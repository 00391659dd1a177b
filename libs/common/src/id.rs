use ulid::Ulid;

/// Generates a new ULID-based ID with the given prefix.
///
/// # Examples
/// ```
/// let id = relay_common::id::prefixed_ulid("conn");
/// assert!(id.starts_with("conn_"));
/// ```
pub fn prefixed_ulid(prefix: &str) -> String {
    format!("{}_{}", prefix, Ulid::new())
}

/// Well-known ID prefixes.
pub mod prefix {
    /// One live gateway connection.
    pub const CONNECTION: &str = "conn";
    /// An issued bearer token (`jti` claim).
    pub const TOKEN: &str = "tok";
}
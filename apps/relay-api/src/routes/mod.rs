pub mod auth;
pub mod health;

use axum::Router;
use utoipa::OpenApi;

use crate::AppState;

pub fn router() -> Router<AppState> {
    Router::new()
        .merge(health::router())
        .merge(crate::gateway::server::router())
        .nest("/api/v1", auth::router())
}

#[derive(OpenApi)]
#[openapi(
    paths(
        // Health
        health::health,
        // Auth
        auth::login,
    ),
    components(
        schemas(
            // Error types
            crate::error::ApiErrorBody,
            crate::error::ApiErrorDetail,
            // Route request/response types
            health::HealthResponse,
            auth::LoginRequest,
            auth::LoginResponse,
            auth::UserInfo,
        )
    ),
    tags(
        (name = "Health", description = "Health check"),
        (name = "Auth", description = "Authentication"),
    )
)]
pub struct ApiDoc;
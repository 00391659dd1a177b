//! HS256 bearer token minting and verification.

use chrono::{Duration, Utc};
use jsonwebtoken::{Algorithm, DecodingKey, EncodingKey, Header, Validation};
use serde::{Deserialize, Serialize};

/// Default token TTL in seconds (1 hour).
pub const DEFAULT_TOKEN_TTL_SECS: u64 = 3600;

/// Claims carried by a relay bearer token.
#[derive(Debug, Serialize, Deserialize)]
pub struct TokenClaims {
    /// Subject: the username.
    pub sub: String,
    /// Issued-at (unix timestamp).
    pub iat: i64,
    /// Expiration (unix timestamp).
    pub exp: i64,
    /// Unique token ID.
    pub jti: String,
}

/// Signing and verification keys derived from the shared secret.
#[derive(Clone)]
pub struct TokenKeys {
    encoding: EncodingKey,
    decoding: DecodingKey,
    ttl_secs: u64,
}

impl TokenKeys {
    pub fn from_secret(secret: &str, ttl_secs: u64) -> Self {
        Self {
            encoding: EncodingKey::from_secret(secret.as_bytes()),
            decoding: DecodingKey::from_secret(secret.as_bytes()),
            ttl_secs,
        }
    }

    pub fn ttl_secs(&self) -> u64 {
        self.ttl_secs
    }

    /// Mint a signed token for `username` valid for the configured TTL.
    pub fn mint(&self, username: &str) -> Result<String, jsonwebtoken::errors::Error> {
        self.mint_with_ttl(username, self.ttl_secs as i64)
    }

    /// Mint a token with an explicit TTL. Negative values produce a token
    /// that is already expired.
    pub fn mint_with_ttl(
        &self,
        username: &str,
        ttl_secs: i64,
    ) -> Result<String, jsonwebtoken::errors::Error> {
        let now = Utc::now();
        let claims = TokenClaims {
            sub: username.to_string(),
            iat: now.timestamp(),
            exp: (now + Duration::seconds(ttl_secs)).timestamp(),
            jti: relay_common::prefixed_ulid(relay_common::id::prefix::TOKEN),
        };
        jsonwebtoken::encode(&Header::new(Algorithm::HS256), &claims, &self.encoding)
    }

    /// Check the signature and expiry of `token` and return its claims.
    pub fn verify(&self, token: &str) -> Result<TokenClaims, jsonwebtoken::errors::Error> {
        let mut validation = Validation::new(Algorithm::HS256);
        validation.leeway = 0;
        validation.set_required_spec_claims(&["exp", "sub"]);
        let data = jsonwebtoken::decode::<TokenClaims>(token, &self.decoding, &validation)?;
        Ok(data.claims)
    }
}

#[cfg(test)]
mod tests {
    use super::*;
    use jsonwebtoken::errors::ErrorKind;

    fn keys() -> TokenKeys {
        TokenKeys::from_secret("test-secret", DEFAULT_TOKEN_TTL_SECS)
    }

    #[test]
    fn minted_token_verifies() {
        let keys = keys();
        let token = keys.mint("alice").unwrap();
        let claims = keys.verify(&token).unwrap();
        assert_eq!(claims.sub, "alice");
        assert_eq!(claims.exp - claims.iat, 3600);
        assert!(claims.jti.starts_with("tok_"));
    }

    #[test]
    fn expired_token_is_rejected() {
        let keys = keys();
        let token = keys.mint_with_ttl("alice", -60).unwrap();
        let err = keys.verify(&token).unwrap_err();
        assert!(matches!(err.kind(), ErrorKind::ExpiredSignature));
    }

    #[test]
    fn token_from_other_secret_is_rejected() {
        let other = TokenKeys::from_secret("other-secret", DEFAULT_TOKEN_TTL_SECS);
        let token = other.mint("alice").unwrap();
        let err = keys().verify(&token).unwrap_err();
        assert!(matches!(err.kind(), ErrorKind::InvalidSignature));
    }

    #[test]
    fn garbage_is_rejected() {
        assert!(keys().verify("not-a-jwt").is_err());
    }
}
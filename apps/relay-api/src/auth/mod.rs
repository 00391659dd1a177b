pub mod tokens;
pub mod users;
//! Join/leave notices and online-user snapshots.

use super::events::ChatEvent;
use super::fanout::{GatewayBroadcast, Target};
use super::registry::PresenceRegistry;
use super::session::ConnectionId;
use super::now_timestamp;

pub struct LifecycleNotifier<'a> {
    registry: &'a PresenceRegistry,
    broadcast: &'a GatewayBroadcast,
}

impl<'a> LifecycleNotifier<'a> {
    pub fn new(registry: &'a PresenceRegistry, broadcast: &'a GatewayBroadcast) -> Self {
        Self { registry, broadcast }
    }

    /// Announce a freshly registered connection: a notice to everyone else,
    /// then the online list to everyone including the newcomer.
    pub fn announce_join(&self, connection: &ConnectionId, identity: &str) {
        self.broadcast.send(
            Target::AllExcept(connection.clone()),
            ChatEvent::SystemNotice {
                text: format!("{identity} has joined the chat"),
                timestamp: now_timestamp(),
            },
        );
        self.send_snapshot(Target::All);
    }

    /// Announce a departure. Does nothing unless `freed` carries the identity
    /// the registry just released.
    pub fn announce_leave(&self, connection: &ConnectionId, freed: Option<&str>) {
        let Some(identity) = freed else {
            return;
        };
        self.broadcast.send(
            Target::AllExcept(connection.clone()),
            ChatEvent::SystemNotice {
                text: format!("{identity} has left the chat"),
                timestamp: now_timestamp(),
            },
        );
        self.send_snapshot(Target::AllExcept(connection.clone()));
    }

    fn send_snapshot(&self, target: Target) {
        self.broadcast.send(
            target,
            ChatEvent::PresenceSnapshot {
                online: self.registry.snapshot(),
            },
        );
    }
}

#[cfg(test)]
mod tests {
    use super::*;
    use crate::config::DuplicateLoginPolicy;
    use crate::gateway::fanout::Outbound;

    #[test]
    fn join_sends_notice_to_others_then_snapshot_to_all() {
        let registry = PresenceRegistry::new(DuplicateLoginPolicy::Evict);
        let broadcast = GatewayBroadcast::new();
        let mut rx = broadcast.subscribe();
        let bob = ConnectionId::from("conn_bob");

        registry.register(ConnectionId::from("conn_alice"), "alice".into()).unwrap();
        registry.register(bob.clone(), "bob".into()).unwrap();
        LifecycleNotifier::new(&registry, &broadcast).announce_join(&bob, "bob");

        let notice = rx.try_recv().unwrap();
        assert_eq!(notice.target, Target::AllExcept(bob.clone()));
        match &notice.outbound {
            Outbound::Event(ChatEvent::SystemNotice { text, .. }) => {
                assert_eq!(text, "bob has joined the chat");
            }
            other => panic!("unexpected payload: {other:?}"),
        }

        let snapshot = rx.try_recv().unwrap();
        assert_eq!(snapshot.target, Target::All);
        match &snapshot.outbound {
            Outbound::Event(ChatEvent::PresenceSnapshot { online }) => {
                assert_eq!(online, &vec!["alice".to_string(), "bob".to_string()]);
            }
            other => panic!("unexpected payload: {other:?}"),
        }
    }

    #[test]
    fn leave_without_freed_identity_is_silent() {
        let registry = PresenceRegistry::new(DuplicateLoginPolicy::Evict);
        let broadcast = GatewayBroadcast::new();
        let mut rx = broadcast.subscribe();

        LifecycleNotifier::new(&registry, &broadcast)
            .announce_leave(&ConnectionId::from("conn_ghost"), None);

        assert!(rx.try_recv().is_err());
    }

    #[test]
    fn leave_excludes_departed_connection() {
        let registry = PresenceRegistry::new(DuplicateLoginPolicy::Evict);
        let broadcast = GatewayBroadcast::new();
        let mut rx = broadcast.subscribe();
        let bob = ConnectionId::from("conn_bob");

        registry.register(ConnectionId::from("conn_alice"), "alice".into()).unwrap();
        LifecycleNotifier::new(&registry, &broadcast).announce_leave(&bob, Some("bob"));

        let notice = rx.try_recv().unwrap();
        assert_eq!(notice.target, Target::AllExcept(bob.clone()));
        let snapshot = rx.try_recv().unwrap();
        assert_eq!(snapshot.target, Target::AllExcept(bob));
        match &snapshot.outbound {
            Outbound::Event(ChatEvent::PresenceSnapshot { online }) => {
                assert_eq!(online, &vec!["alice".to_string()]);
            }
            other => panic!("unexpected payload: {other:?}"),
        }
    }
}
◆ ◆ ◆ ◆ ◆ ◆ ◆
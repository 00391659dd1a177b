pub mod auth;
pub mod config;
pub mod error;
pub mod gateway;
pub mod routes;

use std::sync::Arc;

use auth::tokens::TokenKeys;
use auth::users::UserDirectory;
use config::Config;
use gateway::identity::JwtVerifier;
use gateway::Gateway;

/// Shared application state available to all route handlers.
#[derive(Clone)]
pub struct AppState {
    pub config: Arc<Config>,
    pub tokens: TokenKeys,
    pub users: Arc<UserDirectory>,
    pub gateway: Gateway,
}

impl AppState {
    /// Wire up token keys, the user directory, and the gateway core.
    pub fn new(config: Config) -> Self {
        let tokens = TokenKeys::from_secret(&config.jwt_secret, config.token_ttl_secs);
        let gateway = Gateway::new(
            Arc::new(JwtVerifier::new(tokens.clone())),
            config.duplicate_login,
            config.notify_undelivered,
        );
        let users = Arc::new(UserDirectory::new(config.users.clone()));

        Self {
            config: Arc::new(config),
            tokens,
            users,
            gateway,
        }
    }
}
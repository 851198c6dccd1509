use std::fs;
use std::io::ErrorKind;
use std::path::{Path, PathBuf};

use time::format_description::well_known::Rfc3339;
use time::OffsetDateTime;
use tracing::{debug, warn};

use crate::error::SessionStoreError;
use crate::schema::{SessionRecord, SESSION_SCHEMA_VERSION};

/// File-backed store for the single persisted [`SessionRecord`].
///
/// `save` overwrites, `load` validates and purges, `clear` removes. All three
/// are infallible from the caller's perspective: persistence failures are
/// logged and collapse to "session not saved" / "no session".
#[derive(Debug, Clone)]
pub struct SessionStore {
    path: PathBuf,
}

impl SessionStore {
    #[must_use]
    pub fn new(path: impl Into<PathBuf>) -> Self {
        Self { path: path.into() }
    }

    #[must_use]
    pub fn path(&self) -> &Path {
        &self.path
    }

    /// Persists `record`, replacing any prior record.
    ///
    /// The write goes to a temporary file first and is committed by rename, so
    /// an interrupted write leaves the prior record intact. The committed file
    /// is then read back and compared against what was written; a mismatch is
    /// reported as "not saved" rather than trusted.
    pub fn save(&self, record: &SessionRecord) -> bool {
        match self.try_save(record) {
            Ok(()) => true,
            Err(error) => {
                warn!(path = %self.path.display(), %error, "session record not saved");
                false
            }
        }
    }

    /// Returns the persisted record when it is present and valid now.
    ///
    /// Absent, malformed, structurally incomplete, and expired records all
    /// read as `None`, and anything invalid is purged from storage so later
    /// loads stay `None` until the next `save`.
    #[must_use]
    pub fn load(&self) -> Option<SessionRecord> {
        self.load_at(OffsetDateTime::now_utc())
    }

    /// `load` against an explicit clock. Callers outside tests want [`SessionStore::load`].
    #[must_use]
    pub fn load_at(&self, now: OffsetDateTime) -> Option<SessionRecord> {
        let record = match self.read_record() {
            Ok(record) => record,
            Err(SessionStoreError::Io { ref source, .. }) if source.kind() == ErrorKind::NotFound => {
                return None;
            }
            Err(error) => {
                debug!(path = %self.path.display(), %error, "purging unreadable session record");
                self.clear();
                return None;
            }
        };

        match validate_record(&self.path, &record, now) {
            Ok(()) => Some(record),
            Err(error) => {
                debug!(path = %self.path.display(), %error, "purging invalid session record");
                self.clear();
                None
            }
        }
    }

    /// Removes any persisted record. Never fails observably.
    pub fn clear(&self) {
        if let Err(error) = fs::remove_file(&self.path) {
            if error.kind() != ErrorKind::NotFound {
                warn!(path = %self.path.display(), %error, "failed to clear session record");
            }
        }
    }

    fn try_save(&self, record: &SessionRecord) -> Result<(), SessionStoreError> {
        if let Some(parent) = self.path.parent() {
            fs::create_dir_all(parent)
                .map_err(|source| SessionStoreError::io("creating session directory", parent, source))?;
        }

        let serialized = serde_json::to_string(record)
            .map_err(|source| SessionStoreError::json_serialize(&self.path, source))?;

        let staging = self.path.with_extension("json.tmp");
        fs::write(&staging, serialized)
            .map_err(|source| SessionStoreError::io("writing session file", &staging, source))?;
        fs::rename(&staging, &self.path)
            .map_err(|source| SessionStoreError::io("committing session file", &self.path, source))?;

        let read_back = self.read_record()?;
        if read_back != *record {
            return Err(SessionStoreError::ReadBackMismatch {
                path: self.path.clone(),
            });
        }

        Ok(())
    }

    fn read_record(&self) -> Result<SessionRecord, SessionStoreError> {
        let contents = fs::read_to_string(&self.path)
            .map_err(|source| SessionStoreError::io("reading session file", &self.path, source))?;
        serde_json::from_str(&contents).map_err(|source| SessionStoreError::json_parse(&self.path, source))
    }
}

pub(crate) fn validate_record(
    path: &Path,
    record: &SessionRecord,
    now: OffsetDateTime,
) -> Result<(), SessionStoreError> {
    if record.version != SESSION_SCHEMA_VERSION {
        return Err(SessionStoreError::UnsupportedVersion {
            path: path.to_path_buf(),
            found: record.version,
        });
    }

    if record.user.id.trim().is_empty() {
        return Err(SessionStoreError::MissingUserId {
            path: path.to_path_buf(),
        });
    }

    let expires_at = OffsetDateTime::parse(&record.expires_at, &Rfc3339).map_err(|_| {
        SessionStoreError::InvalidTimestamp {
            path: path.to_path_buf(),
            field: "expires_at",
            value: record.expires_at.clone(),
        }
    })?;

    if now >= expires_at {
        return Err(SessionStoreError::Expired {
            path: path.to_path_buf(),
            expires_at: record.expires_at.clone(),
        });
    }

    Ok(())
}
◆ ◆ ◆ ◆ ◆ ◆ ◆
**TASK STATEMENT**:
Return all lines from the entries that contain the string "TokenClaims".

**OUTPUT**:
pub struct TokenClaims {
        let claims = TokenClaims {
    pub fn verify(&self, token: &str) -> Result<TokenClaims, jsonwebtoken::errors::Error> {
        let data = jsonwebtoken::decode::<TokenClaims>(token, &self.decoding, &validation)?;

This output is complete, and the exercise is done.